++++ Records provided ++++
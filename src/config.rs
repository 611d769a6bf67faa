//! Runtime configuration read from the environment.

use std::str::FromStr;

use thiserror::Error;

pub const LOG_ENV: &str = "GARDEN_ESTIMATOR_LOG";
pub const OUTPUT_ENV: &str = "GARDEN_ESTIMATOR_OUTPUT";
pub const BREAKDOWN_ENV: &str = "GARDEN_ESTIMATOR_BREAKDOWN";

const DEFAULT_LOG_FILTER: &str = "info";

#[derive(Debug, Error, PartialEq)]
pub enum ConfigError {
    #[error("unknown output format `{0}` (expected `text` or `json`)")]
    InvalidOutput(String),
    #[error("{key} must be a boolean, got `{value}`")]
    InvalidFlag { key: &'static str, value: String },
}

#[derive(Clone, Copy, Debug, Default, PartialEq, Eq, clap::ValueEnum)]
pub enum OutputFormat {
    #[default]
    Text,
    Json,
}

impl FromStr for OutputFormat {
    type Err = ConfigError;

    fn from_str(value: &str) -> Result<Self, Self::Err> {
        match value.trim().to_ascii_lowercase().as_str() {
            "text" => Ok(OutputFormat::Text),
            "json" => Ok(OutputFormat::Json),
            other => Err(ConfigError::InvalidOutput(other.to_string())),
        }
    }
}

#[derive(Clone, Debug, PartialEq)]
pub struct AppConfig {
    /// `tracing_subscriber::EnvFilter` directive.
    pub log_filter: String,
    pub output: OutputFormat,
    pub show_breakdown: bool,
}

impl Default for AppConfig {
    fn default() -> Self {
        Self {
            log_filter: DEFAULT_LOG_FILTER.to_string(),
            output: OutputFormat::Text,
            show_breakdown: false,
        }
    }
}

impl AppConfig {
    pub fn from_env() -> Result<Self, ConfigError> {
        Self::from_lookup(|key| std::env::var(key).ok())
    }

    pub fn from_lookup<F>(lookup: F) -> Result<Self, ConfigError>
    where
        F: Fn(&str) -> Option<String>,
    {
        let mut config = AppConfig::default();

        if let Some(filter) = lookup(LOG_ENV)
            .or_else(|| lookup("RUST_LOG"))
            .filter(|value| !value.trim().is_empty())
        {
            config.log_filter = filter;
        }
        if let Some(output) = lookup(OUTPUT_ENV) {
            config.output = output.parse()?;
        }
        if let Some(flag) = lookup(BREAKDOWN_ENV) {
            config.show_breakdown = parse_flag(BREAKDOWN_ENV, &flag)?;
        }

        Ok(config)
    }
}

fn parse_flag(key: &'static str, value: &str) -> Result<bool, ConfigError> {
    match value.trim().to_ascii_lowercase().as_str() {
        "1" | "true" | "yes" | "on" => Ok(true),
        "" | "0" | "false" | "no" | "off" => Ok(false),
        _ => Err(ConfigError::InvalidFlag {
            key,
            value: value.to_string(),
        }),
    }
}

#[cfg(test)]
mod tests {
    use std::collections::HashMap;

    use super::*;

    fn config_from(vars: &[(&str, &str)]) -> Result<AppConfig, ConfigError> {
        let vars: HashMap<String, String> = vars
            .iter()
            .map(|(key, value)| (key.to_string(), value.to_string()))
            .collect();
        AppConfig::from_lookup(|key| vars.get(key).cloned())
    }

    #[test]
    fn defaults_without_environment() {
        assert_eq!(config_from(&[]), Ok(AppConfig::default()));
    }

    #[test]
    fn own_log_variable_wins_over_rust_log() {
        let config = config_from(&[(LOG_ENV, "debug"), ("RUST_LOG", "warn")]).unwrap();
        assert_eq!(config.log_filter, "debug");

        let config = config_from(&[("RUST_LOG", "warn")]).unwrap();
        assert_eq!(config.log_filter, "warn");

        let config = config_from(&[(LOG_ENV, "  ")]).unwrap();
        assert_eq!(config.log_filter, "info");
    }

    #[test]
    fn reads_output_and_breakdown() {
        let config = config_from(&[(OUTPUT_ENV, "JSON"), (BREAKDOWN_ENV, "yes")]).unwrap();
        assert_eq!(config.output, OutputFormat::Json);
        assert!(config.show_breakdown);
    }

    #[test]
    fn rejects_bad_values() {
        assert_eq!(
            config_from(&[(OUTPUT_ENV, "xml")]),
            Err(ConfigError::InvalidOutput("xml".into()))
        );
        assert!(matches!(
            config_from(&[(BREAKDOWN_ENV, "maybe")]),
            Err(ConfigError::InvalidFlag { key: BREAKDOWN_ENV, .. })
        ));
    }
}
++++
• Task to complete
Pick every line containing the word "warn" out of the material, and copy those lines.

• Solution
        let config = config_from(&[(LOG_ENV, "debug"), ("RUST_LOG", "warn")]).unwrap();
        let config = config_from(&[("RUST_LOG", "warn")]).unwrap();
        assert_eq!(config.log_filter, "warn");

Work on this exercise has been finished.